▶ Work instruction: Reproduce the data below line by line, from its first line to the line with "mutations go to the", both included, and nothing past that point.

**** Extracted information

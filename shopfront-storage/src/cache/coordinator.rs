//! Generic cache-aside coordinator.
//!
//! One [`CacheCoordinator`] is instantiated per entity family. Reads go to the
//! store first and fall back to the relational source; collection reads are
//! guarded by the count-based [`Staleness`] check and rebuilt wholesale when it
//! fails. Writes never update cached values in place: mutations go to the
//! relational source and are followed by invalidation, and the next read
//! rebuilds.
//!
//! There is no single-flight guard. Concurrent readers of a cold or stale
//! scope may each rebuild it; the writes are identical so the result converges.

use async_trait::async_trait;
use shopfront_core::{Schema, ShopResult, Validate};
use std::collections::{HashMap, HashSet};
use std::marker::PhantomData;
use std::sync::Arc;
use std::time::Duration;
use tracing::{debug, info, warn};

use super::codec::{Codec, JsonCodec, SchemaCodec};
use super::key::CacheKey;
use super::staleness::{detect, Staleness};
use super::traits::{CacheFamily, Invalidation, KeyValueStore};
use crate::relational::{RowSource, RowUpdater, RowWriter};

/// Turns relational rows into cacheable entities.
///
/// This is the per-family strategy: plain families pass rows through, while
/// product-bearing families resolve media first.
#[async_trait]
pub trait Materializer<F: CacheFamily>: Send + Sync + 'static {
    async fn materialize(&self, rows: Vec<F::Row>) -> ShopResult<Vec<F::Entity>>;
}

/// Materializer for families whose row already is the cached shape.
#[derive(Debug, Clone, Copy, Default)]
pub struct Passthrough;

#[async_trait]
impl<F> Materializer<F> for Passthrough
where
    F: CacheFamily,
    F::Row: Into<F::Entity>,
{
    async fn materialize(&self, rows: Vec<F::Row>) -> ShopResult<Vec<F::Entity>> {
        Ok(rows.into_iter().map(Into::into).collect())
    }
}

/// Cache-aside coordinator for family `F`.
///
/// # Type Parameters
///
/// - `F`: The entity family
/// - `S`: The relational source
/// - `K`: The key-value store
/// - `C`: The byte codec for cached values
pub struct CacheCoordinator<F, S, K, C = JsonCodec>
where
    F: CacheFamily,
    S: RowSource<F>,
    K: KeyValueStore,
    C: Codec,
{
    source: Arc<S>,
    store: Arc<K>,
    materializer: Arc<dyn Materializer<F>>,
    codec: SchemaCodec<C>,
    ttl: Duration,
    _family: PhantomData<fn() -> F>,
}

impl<F, S, K> CacheCoordinator<F, S, K, JsonCodec>
where
    F: CacheFamily,
    S: RowSource<F>,
    K: KeyValueStore,
{
    /// Create a coordinator storing JSON values.
    pub fn new(
        source: Arc<S>,
        store: Arc<K>,
        materializer: Arc<dyn Materializer<F>>,
        ttl: Duration,
    ) -> Self {
        Self {
            source,
            store,
            materializer,
            codec: SchemaCodec::default(),
            ttl,
            _family: PhantomData,
        }
    }
}

impl<F, S, K, C> CacheCoordinator<F, S, K, C>
where
    F: CacheFamily,
    S: RowSource<F>,
    K: KeyValueStore,
    C: Codec,
{
    /// Swap the byte codec.
    pub fn with_codec<C2: Codec>(self, codec: C2) -> CacheCoordinator<F, S, K, C2> {
        CacheCoordinator {
            source: self.source,
            store: self.store,
            materializer: self.materializer,
            codec: SchemaCodec::new(codec),
            ttl: self.ttl,
            _family: PhantomData,
        }
    }

    pub fn source(&self) -> &S {
        &self.source
    }

    pub fn store(&self) -> &K {
        &self.store
    }

    pub fn ttl(&self) -> Duration {
        self.ttl
    }

    /// Read one entity, falling back to the relational source on a miss or
    /// an unreadable cached value. `None` only when the source has no row.
    pub async fn get(&self, identity: &F::Identity) -> ShopResult<Option<F::Entity>> {
        let key = F::key(identity);
        if let Some(bytes) = self.store.get(&key).await? {
            if let Some(entity) = self.codec.decode_tolerant::<F::Entity>(&key, &bytes) {
                debug!(family = %F::FAMILY, key = %key, "Cache hit");
                return Ok(Some(entity));
            }
            // Unreadable; drop it so a missing row doesn't leave it behind
            self.store.del(std::slice::from_ref(&key)).await?;
        }

        debug!(family = %F::FAMILY, key = %key, "Cache miss");
        let Some(row) = RowSource::<F>::get(&*self.source, identity).await? else {
            return Ok(None);
        };
        let Some(entity) = self.materializer.materialize(vec![row]).await?.pop() else {
            return Ok(None);
        };
        self.add(&entity).await?;
        Ok(Some(entity))
    }

    /// Read a set of entities in one store round trip, fetching misses from
    /// the relational source in one batch and writing them through.
    ///
    /// Duplicate identities are collapsed. Identities unknown to the source
    /// are omitted, and so are source rows that fail their schema: they are
    /// never cached and read as absent. Output follows the first occurrence
    /// of each identity.
    pub async fn get_many(&self, identities: &[F::Identity]) -> ShopResult<Vec<F::Entity>> {
        let mut seen = HashSet::new();
        let unique: Vec<(CacheKey, &F::Identity)> = identities
            .iter()
            .map(|identity| (F::key(identity), identity))
            .filter(|(key, _)| seen.insert(key.clone()))
            .collect();
        if unique.is_empty() {
            return Ok(Vec::new());
        }

        let keys: Vec<CacheKey> = unique.iter().map(|(key, _)| key.clone()).collect();
        let values = self.store.mget(&keys).await?;

        let mut found: HashMap<CacheKey, F::Entity> = HashMap::with_capacity(unique.len());
        let mut missing = Vec::new();
        for ((key, identity), value) in unique.iter().zip(values) {
            match value.and_then(|bytes| self.codec.decode_tolerant::<F::Entity>(key, &bytes)) {
                Some(entity) => {
                    found.insert(key.clone(), entity);
                }
                None => missing.push((*identity).clone()),
            }
        }

        if !missing.is_empty() {
            debug!(family = %F::FAMILY, missing = missing.len(), "Fetching cache misses");
            let rows = RowSource::<F>::get_many(&*self.source, &missing).await?;
            let fetched: Vec<F::Entity> = self
                .materializer
                .materialize(rows)
                .await?
                .into_iter()
                .filter(|entity| match entity.check() {
                    Ok(()) => true,
                    Err(e) => {
                        let key = F::key(&F::identity_of(entity));
                        warn!(family = %F::FAMILY, key = %key, error = %e, "Skipping invalid row");
                        false
                    }
                })
                .collect();
            self.batch(&fetched).await?;
            for entity in fetched {
                found.insert(F::key(&F::identity_of(&entity)), entity);
            }
        }

        Ok(unique
            .into_iter()
            .filter_map(|(key, _)| found.remove(&key))
            .collect())
    }

    /// Read every entity in `scope`, rebuilding the scope when the cached key
    /// count disagrees with the relational row count.
    ///
    /// Output is ordered by cache key, so repeated scans of an unchanged
    /// scope return identical results whether served from the rebuild or from
    /// the store.
    pub async fn scan(&self, scope: &F::Scope) -> ShopResult<Vec<F::Entity>> {
        match detect::<F, S, K>(&*self.source, &*self.store, scope).await? {
            Staleness::Empty => Ok(Vec::new()),
            Staleness::Fresh { keys } => self.read_keys(keys).await,
            Staleness::Stale { rows, keys } => {
                info!(
                    family = %F::FAMILY,
                    scope = ?scope,
                    rows,
                    keys = keys.len(),
                    "Cache stale, rebuilding scope"
                );
                self.rebuild(scope, keys).await
            }
        }
    }

    /// Upsert one entity with the family expiration.
    pub async fn add(&self, entity: &F::Entity) -> ShopResult<()> {
        let key = F::key(&F::identity_of(entity));
        let bytes = self.codec.encode(entity)?;
        self.store.set(&key, bytes, Some(self.ttl)).await
    }

    /// Upsert many entities in one round trip. Every entity is checked before
    /// anything is written, so a single invalid entity aborts the whole batch.
    pub async fn batch(&self, entities: &[F::Entity]) -> ShopResult<usize> {
        let entries = entities
            .iter()
            .map(|entity| {
                let key = F::key(&F::identity_of(entity));
                self.codec.encode(entity).map(|bytes| (key, bytes))
            })
            .collect::<ShopResult<Vec<_>>>()?;
        if entries.is_empty() {
            return Ok(0);
        }
        let written = entries.len();
        self.store.set_many(entries, Some(self.ttl)).await?;
        Ok(written)
    }

    /// Delete the key of one concrete identity.
    pub async fn remove(&self, identity: &F::Identity) -> ShopResult<bool> {
        let key = F::key(identity);
        let deleted = self.store.del(std::slice::from_ref(&key)).await?;
        debug!(family = %F::FAMILY, key = %key, deleted, "Removed cache entry");
        Ok(deleted > 0)
    }

    /// Delete every key in `scope`.
    pub async fn drop(&self, scope: &F::Scope) -> ShopResult<u64> {
        let keys = self.store.keys(&F::pattern(scope)).await?;
        if keys.is_empty() {
            return Ok(0);
        }
        let deleted = self.store.del(&keys).await?;
        debug!(family = %F::FAMILY, scope = ?scope, deleted, "Dropped cache scope");
        Ok(deleted)
    }

    /// Invalidate after a relational mutation of `identity`, using the
    /// family's invalidation policy.
    pub async fn invalidate(&self, identity: &F::Identity) -> ShopResult<()> {
        match F::INVALIDATION {
            Invalidation::Targeted => {
                self.remove(identity).await?;
            }
            Invalidation::ScopeWide => {
                self.drop(&F::scope_of(identity)).await?;
            }
        }
        Ok(())
    }

    async fn read_keys(&self, mut keys: Vec<CacheKey>) -> ShopResult<Vec<F::Entity>> {
        keys.sort();
        keys.dedup();
        let values = self.store.mget(&keys).await?;
        Ok(keys
            .iter()
            .zip(values)
            .filter_map(|(key, value)| {
                value.and_then(|bytes| self.codec.decode_tolerant::<F::Entity>(key, &bytes))
            })
            .collect())
    }

    async fn rebuild(
        &self,
        scope: &F::Scope,
        stale_keys: Vec<CacheKey>,
    ) -> ShopResult<Vec<F::Entity>> {
        // Drop before refetch so no half-stale key survives the rewrite.
        if !stale_keys.is_empty() {
            self.store.del(&stale_keys).await?;
        }

        let rows = RowSource::<F>::scan(&*self.source, scope).await?;
        let mut entities = self.materializer.materialize(rows).await?;
        entities.sort_by_cached_key(|entity| F::key(&F::identity_of(entity)));

        self.batch(&entities).await?;
        Ok(entities)
    }
}

impl<F, S, K, C> CacheCoordinator<F, S, K, C>
where
    F: CacheFamily<Scope = ()>,
    S: RowSource<F>,
    K: KeyValueStore,
    C: Codec,
{
    /// Scan a global family.
    pub async fn scan_all(&self) -> ShopResult<Vec<F::Entity>> {
        self.scan(&()).await
    }

    /// Drop every key of a global family.
    pub async fn drop_all(&self) -> ShopResult<u64> {
        self.drop(&()).await
    }
}

impl<F, S, K, C> CacheCoordinator<F, S, K, C>
where
    F: CacheFamily,
    S: RowWriter<F>,
    K: KeyValueStore,
    C: Codec,
{
    /// Check the input, insert relationally, then invalidate.
    pub async fn create(&self, input: S::Create) -> ShopResult<F::Row> {
        input.validate()?;
        let row = RowWriter::<F>::create(&*self.source, input).await?;
        self.invalidate(&F::row_identity(&row)).await?;
        Ok(row)
    }

    /// Delete relationally, then invalidate.
    pub async fn delete(&self, identity: &F::Identity) -> ShopResult<bool> {
        let deleted = RowWriter::<F>::delete(&*self.source, identity).await?;
        self.invalidate(identity).await?;
        Ok(deleted)
    }
}

impl<F, S, K, C> CacheCoordinator<F, S, K, C>
where
    F: CacheFamily,
    S: RowUpdater<F>,
    K: KeyValueStore,
    C: Codec,
{
    /// Check the patch, update relationally, then invalidate.
    pub async fn update(
        &self,
        identity: &F::Identity,
        patch: S::Update,
    ) -> ShopResult<Option<F::Row>> {
        patch.validate()?;
        let row = RowUpdater::<F>::update(&*self.source, identity, patch).await?;
        self.invalidate(identity).await?;
        Ok(row)
    }
}

impl<F, S, K, C> Clone for CacheCoordinator<F, S, K, C>
where
    F: CacheFamily,
    S: RowSource<F>,
    K: KeyValueStore,
    C: Codec,
{
    fn clone(&self) -> Self {
        Self {
            source: Arc::clone(&self.source),
            store: Arc::clone(&self.store),
            materializer: Arc::clone(&self.materializer),
            codec: self.codec.clone(),
            ttl: self.ttl,
            _family: PhantomData,
        }
    }
}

********

▶ Task response:
filename shopfront-storage/src/cache/coordinator.rs
//! Generic cache-aside coordinator.
//!
//! One [`CacheCoordinator`] is instantiated per entity family. Reads go to the
//! store first and fall back to the relational source; collection reads are
//! guarded by the count-based [`Staleness`] check and rebuilt wholesale when it
//! fails. Writes never update cached values in place: mutations go to the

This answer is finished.